Diagram above from Gene Drives on the Horizon: Advancing Science, Navigating Uncertainty, and Aligning Research with Public Values, National Academies of Sciences, Engineering, and Medicine (2016), page 132

Public engagement has become a key theme in the scientific community. At the AAAS meetings in February of this year, multiple panels focused on the ways that scientists could, and should engage with public audiences. There were tips about communication, lectures about how to engage with audiences that don’t trust scientists, and reminders that scientists have to speak up because “facts don’t speak for themselves.” The planned March for Science, which emerged from something like the scientific grassroots, has now been endorsed by scientific societies and the AAAS, itself. Engagement is in the air.
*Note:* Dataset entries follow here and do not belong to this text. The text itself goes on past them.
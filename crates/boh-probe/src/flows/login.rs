//! Login step.
//!
//! LoadPage → LocateFields → FillForm → Submit → AwaitRedirect. The only
//! success criterion is leaving the login path within the redirect bound.

use super::{body_or_empty, field_cascade, keyword_context, single};
use crate::config::ProbeConfig;
use crate::driver::{ClickOptions, LoadState, NavigationOptions, PageDriver};
use crate::resolver::{require, resolve, CascadeOptions};
use crate::result::{ProbeError, ProbeResult};
use crate::selector::{Selector, Target};
use crate::verify::{excerpt, FAILURE_EXCERPT_CHARS, LOG_EXCERPT_CHARS};
use crate::wait::{pause_for, poll, tolerate_load_state};
use serde::Serialize;
use std::time::Duration;
use tracing::{debug, info, warn};

/// Words in the page text that hint at a rejected login
pub const ERROR_KEYWORDS: &[&str] = &["错误", "失败", "error", "用户名或密码", "验证码", "captcha"];

/// How the form was submitted
#[derive(Debug, Clone, Copy, PartialEq, Eq, Serialize)]
#[serde(rename_all = "snake_case")]
pub enum SubmitMethod {
    /// A login button was clicked
    Button,
    /// No button was found; Enter was pressed
    EnterKey,
}

/// What the login step did
#[derive(Debug, Clone, PartialEq, Eq, Serialize)]
pub struct LoginOutcome {
    /// URL after the redirect
    pub landed_url: String,
    /// Submission path taken
    pub submit: SubmitMethod,
    /// Whether a brand-alias field was found and filled
    pub brand_alias_filled: bool,
    /// Whether an agreement checkbox was ticked
    pub agreement_checked: bool,
    /// Polls until the redirect was observed
    pub redirect_attempts: u32,
}

/// Account input
#[must_use]
pub fn account_field() -> Target {
    Target::from_css(
        "account field",
        [
            "input[name=\"account\"]",
            "input[name=\"username\"]",
            "input[id=\"account\"]",
            "input[id=\"username\"]",
            "input[placeholder*=\"账号\"]",
            "input[placeholder*=\"用户名\"]",
            "input[type=\"text\"]",
        ],
    )
}

/// Password input
#[must_use]
pub fn password_field() -> Target {
    Target::from_css(
        "password field",
        [
            "input[name=\"password\"]",
            "input[id=\"password\"]",
            "input[type=\"password\"]",
        ],
    )
}

/// Brand alias input
#[must_use]
pub fn brand_alias_field() -> Target {
    Target::from_css(
        "brand alias field",
        [
            "input[name*=\"brand\"]",
            "input[name*=\"alias\"]",
            "input[id*=\"brand\"]",
            "input[id*=\"alias\"]",
            "input[placeholder*=\"品牌\"]",
            "input[placeholder*=\"别名\"]",
        ],
    )
}

/// Terms-of-use checkbox
#[must_use]
pub fn agreement_checkbox() -> Target {
    Target::from_css(
        "agreement checkbox",
        [
            "input[type=\"checkbox\"]",
            "[class*=\"agreement\"] input",
            "[class*=\"protocol\"] input",
            "input[name*=\"agreement\"]",
            "input[name*=\"protocol\"]",
        ],
    )
}

/// Submit button
#[must_use]
pub fn login_button() -> Target {
    Target::new("login button")
        .or(Selector::css_with_text("button", "登录"))
        .or(Selector::css_with_text("button", "登陆"))
        .or_css("button[type=\"submit\"]")
        .or_css("input[type=\"submit\"]")
        .or_css("button.login")
        .or_css(".login-button")
        .or_css("[class*=\"login\"] button")
        .or(Selector::css_with_text("button", "Login"))
        .or(Selector::css_with_text("button", "Sign in"))
        .or_css("[class*=\"login-btn\"]")
        .or_css("[class*=\"submit\"]")
}

/// Error and notice banners
#[must_use]
pub fn notice_banner() -> Target {
    Target::from_css(
        "notice",
        [
            "[class*=\"error\"]",
            "[class*=\"alert\"]",
            "[class*=\"message\"]",
            ".ant-message",
            ".ant-notification",
            "[role=\"alert\"]",
        ],
    )
}

/// Log the first 200 characters of every visible notice banner
async fn log_notices<P: PageDriver>(page: &P) {
    let quick = CascadeOptions::with_timeout(Duration::from_secs(1));
    for selector in notice_banner().strategies() {
        let Some(hit) = resolve(page, &single("notice", selector.clone()), &quick).await else {
            continue;
        };
        if let Ok(text) = page.text_content(&hit.element).await {
            if !text.trim().is_empty() {
                warn!(selector = %selector, text = %excerpt(text.trim(), LOG_EXCERPT_CHARS), "notice on page");
            }
        }
    }
}

/// Tick the first visible unchecked agreement checkbox
async fn check_agreement<P: PageDriver>(page: &P) -> bool {
    let quick = CascadeOptions::with_timeout(Duration::from_secs(1));
    for selector in agreement_checkbox().strategies() {
        let Some(hit) = resolve(page, &single("agreement checkbox", selector.clone()), &quick).await else {
            continue;
        };
        if matches!(page.is_checked(&hit.element).await, Ok(false)) {
            match page.check(&hit.element).await {
                Ok(()) => {
                    info!("agreement checkbox ticked");
                    return true;
                }
                Err(e) => debug!(error = %e, "agreement checkbox rejected"),
            }
        }
    }
    false
}

/// Log in with the configured credentials and wait for the redirect.
pub async fn login<P: PageDriver>(page: &P, config: &ProbeConfig) -> ProbeResult<LoginOutcome> {
    let profile = &config.profile;
    let timings = &config.timings;
    let creds = &profile.credentials;
    let cascade = field_cascade(config);

    info!(url = %profile.login_url, "opening login page");
    page.goto(
        &profile.login_url,
        NavigationOptions::default()
            .with_wait_until(LoadState::DomContentLoaded)
            .with_timeout(timings.navigation_timeout),
    )
    .await
    .map_err(|e| ProbeError::navigation(&profile.login_url, e.to_string()))?;
    tolerate_load_state(page, LoadState::DomContentLoaded, timings.load_state_timeout).await;
    pause_for(timings.settle).await;

    let account = require(page, &account_field(), &cascade).await?;
    page.fill(&account.element, &creds.account).await?;
    let password = require(page, &password_field(), &cascade).await?;
    page.fill(&password.element, &creds.password).await?;

    let brand = resolve(page, &brand_alias_field(), &cascade).await;
    let brand_alias_filled = match &brand {
        Some(hit) => match page.fill(&hit.element, &creds.brand_alias).await {
            Ok(()) => true,
            Err(e) => {
                warn!(error = %e, "brand alias field rejected input, continuing");
                false
            }
        },
        None => {
            warn!("brand alias field not found, continuing");
            false
        }
    };
    let agreement_checked = check_agreement(page).await;

    pause_for(timings.settle).await;
    let account_value = page.input_value(&account.element).await.unwrap_or_default();
    let password_value = page.input_value(&password.element).await.unwrap_or_default();
    let brand_value = match &brand {
        Some(hit) => page.input_value(&hit.element).await.unwrap_or_default(),
        None => String::new(),
    };
    let account_head: String = account_value.chars().take(3).collect();
    let password_mask = if password_value.is_empty() { "empty" } else { "***" };
    info!(account = %format!("{account_head}***"), password = password_mask, brand = %brand_value, "form filled");

    let submit = match resolve(page, &login_button(), &cascade).await {
        Some(button) => {
            pause_for(timings.settle).await;
            if let Err(e) = page.click(&button.element, ClickOptions::default()).await {
                warn!(error = %e, "login click failed, checking URL anyway");
            }
            SubmitMethod::Button
        }
        None => {
            warn!("login button not found, pressing Enter");
            if let Err(e) = page.press_key("Enter").await {
                warn!(error = %e, "Enter rejected");
            }
            SubmitMethod::EnterKey
        }
    };

    tolerate_load_state(page, LoadState::NetworkIdle, timings.load_state_timeout).await;
    log_notices(page).await;

    let path = config.login_path();
    let redirect = poll("redirect away from the login page", &timings.login_redirect, move |attempt| async move {
        let url = match page.url().await {
            Ok(url) => url,
            Err(e) => {
                debug!(error = %e, "url unavailable");
                return Ok(None);
            }
        };
        debug!(attempt, url = %url, "checking login state");
        if !url.contains(path) {
            return Ok(Some(url));
        }
        let text = body_or_empty(page).await;
        if let Some(context) = keyword_context(&text, ERROR_KEYWORDS) {
            debug!(context = %context, "possible login message");
        }
        Ok(None)
    })
    .await?;

    let Some(landed_url) = redirect.value else {
        let final_url = page.url().await.unwrap_or_default();
        let body = body_or_empty(page).await;
        warn!(url = %final_url, body = %excerpt(&body, FAILURE_EXCERPT_CHARS), "login timed out");
        return Err(ProbeError::navigation(
            &profile.login_url,
            format!(
                "still on the login page after {}ms ({} checks)",
                redirect.elapsed.as_millis(),
                redirect.attempts
            ),
        ));
    };

    tolerate_load_state(page, LoadState::DomContentLoaded, timings.load_state_timeout).await;
    pause_for(timings.settle).await;
    info!(url = %landed_url, "logged in");

    Ok(LoginOutcome {
        landed_url,
        submit,
        brand_alias_filled,
        agreement_checked,
        redirect_attempts: redirect.attempts,
    })
}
I applaud all this, or most of it, but I have some concerns. First, some of the excitement around engagement still draws from the deficit model of the public understanding of science. Second, few scientists are talking about the key design elements for engagement efforts. And third, while the outcome of the 2016 presidential election may inspire new attention to the failure of scientific elites to engage broad swaths of the United States, such a focus could also skew our vision for choosing who to engage about what.

The “deficit model” suggests that the best explanation for a lack of support or enthusiasm for science, the scientific community, and “science-based” decisions is a lack of knowledge by non-scientists. If the public – out there – could only understand our science, then they would agree with us! Engagement, under this narrative, becomes then a simple opportunity to teach others what we know so that they will support us (public funding for research) and agree with us (on policies that we see as aligned with scientific knowledge). To engage is to teach and to convince.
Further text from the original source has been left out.